“Estratégia Mar-a-Lago”: a nova política económica dos EUA
A nova política económica dos EUA, que se está a tornar conhecida por “estratégia Mar-a-Lago”, configura um ambicioso (ou, alucinado) plano de reindustrialização baseado na desvalorização cambial, na restrição às importações e em estímulos à produção interna. Este verdadeiro “reset económico” constitui a agenda informal do programa de política económica e externa da equipa liderada por Donald Trump, que visa restaurar o protagonismo industrial norte-americano e reequilibrar a balança comercial. Contudo, os riscos de fracasso são muito elevados e os custos do falhanço, potencialmente globais. A estratégia pressupõe a existência de um tecido produtivo maduro, acesso competitivo a matérias-primas e estabilidade política. Sem estas condições, a política protecionista pode desencadear uma espiral de instabilidade: inflação persistente, enfraquecimento do dólar, perda de poder de compra e tensão social crescente. No curto prazo, a política da administração Trump, mesmo que a médio e longo prazo tenha a potencialidade de ter o efeito MAGA (“make America great again”), no presente, traz inflação, perda de poder de compra, empobrecimento da população e, muito provavelmente, subida do desemprego. E, a receita, poderá ter como consequência, o colapso da legitimidade eleitoral política interna, precipitando um cenário de imprevisibilidade, quer a nível interno, quer a nível externo. Perante as fragilidades e potenciais riscos estratégicos, emerge o adicional risco geoestratégico, traduzido na tentação de fuga para a frente.
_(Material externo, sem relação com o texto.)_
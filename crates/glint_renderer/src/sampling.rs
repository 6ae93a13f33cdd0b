//! Sampling and shading helpers shared by the shaders.

use std::f32::consts::PI;

use glint_math::{Vec2, Vec3};
use glint_scene::Color;
use rand::Rng;

/// Uniform float in [0, 1).
#[inline]
pub fn rand1f<R: Rng + ?Sized>(rng: &mut R) -> f32 {
    rng.gen::<f32>()
}

/// Two uniform floats in [0, 1), drawn x first.
#[inline]
pub fn rand2f<R: Rng + ?Sized>(rng: &mut R) -> Vec2 {
    let x = rand1f(rng);
    let y = rand1f(rng);
    Vec2::new(x, y)
}

/// Express a local direction (z up) in the frame around `normal`.
fn to_world(normal: Vec3, local: Vec3) -> Vec3 {
    let (tangent, bitangent) = normal.any_orthonormal_pair();
    tangent * local.x + bitangent * local.y + normal * local.z
}

/// Cosine-weighted direction on the hemisphere around `normal`.
pub fn sample_hemisphere_cos(normal: Vec3, ruv: Vec2) -> Vec3 {
    let z = ruv.y.sqrt();
    let r = (1.0 - z * z).max(0.0).sqrt();
    let phi = 2.0 * PI * ruv.x;
    to_world(normal, Vec3::new(r * phi.cos(), r * phi.sin(), z))
}

/// Direction on the hemisphere around `normal` with density ~ cos^exponent.
pub fn sample_hemisphere_cospower(exponent: f32, normal: Vec3, ruv: Vec2) -> Vec3 {
    let z = ruv.y.powf(1.0 / (exponent + 1.0));
    let r = (1.0 - z * z).max(0.0).sqrt();
    let phi = 2.0 * PI * ruv.x;
    to_world(normal, Vec3::new(r * phi.cos(), r * phi.sin(), z))
}

/// Schlick's approximation of Fresnel reflectance.
///
/// Black specular stays black.
pub fn fresnel_schlick(specular: Color, normal: Vec3, outgoing: Vec3) -> Color {
    if specular == Color::ZERO {
        return Color::ZERO;
    }
    let cosine = normal.dot(outgoing).abs();
    let weight = (1.0 - cosine).clamp(0.0, 1.0).powi(5);
    specular + (Color::ONE - specular) * weight
}

/// Mirror `w` about `n`. Both point away from the surface.
#[inline]
pub fn reflect(w: Vec3, n: Vec3) -> Vec3 {
    -w + 2.0 * n.dot(w) * n
}

/// Refract `w` (pointing away from the surface on the side of `n`) with
/// relative index `inv_eta`. `None` on total internal reflection.
pub fn refract(w: Vec3, n: Vec3, inv_eta: f32) -> Option<Vec3> {
    let cosine = n.dot(w);
    let k = 1.0 + inv_eta * inv_eta * (cosine * cosine - 1.0);
    if k < 0.0 {
        return None;
    }
    Some(-w * inv_eta + (inv_eta * cosine - k.sqrt()) * n)
}

/// Component of `a` orthogonal to `b`, normalized.
#[inline]
pub fn orthonormalize(a: Vec3, b: Vec3) -> Vec3 {
    (a - b * a.dot(b)).normalize_or_zero()
}

/// Hermite step between `a` and `b`.
#[inline]
pub fn smoothstep(a: f32, b: f32, x: f32) -> f32 {
    let t = ((x - a) / (b - a)).clamp(0.0, 1.0);
    t * t * (3.0 - 2.0 * t)
}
A História mostra que crises internas profundas conduziram no passado à externalização de conflitos. A administração americana, a curto prazo isolada e sob intensa pressão e tensão domésticas, poderá ser tentada a provocar a confrontação belicista, como forma de reposicionamento internacional. Tal como alguns analistas se referem à estratégia do executivo israelita, a solução belicista tem surgido por diversas vezes como a panaceia para as dificuldades internas dos governos, redirecionando a narrativa pública, desviando as atenções das políticas internas flagelantes e criando um novo quadro de alianças internacionais. Aliás, neste momento o conflito já existe, para já sem ser bélico, mas é comercial e monetário, constituindo-se no verdadeiro embrião de uma grave crise económica e monetária à escala global. A crise que está a ser provocada pela administração Trump poderá funcionar como catalisador para manter ou impor (depende da perspetiva) uma ordem financeira internacional em que os EUA perpetuem a sua liderança internacional, nos moldes de um Bretton Woods revisto. Contudo, ao contrário de 1944, o mundo de hoje é multipolar, complexo e perigosamente instável. A China lidera a concorrência tecnológica e é uma potência militar, a Rússia detém poder dissuasor global e países como Irão ou Coreia do Norte são atores imprevisíveis.
O risco da política de Mar-a-Lago não é apenas o de falhar a reindustrialização, mas o de precipitar uma crise sistémica com impacto sobre toda a arquitetura económica e financeira internacional. A tentativa de imposição de uma nova ordem, sem consenso global, poderá desencadear reações em cadeia com efeitos imprevisíveis. Não um novo Bretton Woods, mas um longo colapso da ordem democrática e liberal. O mundo está, pois, num ponto de inflexão. Entre a recuperação industrial e a desordem geoeconómica, a linha que separa o realismo estratégico da imprudência bélica é hoje mais ténue do que nunca. Mar-a-Lago poderá ficar na história não como ponto de viragem económica, mas como prelúdio de uma era de confrontação e desorganização global.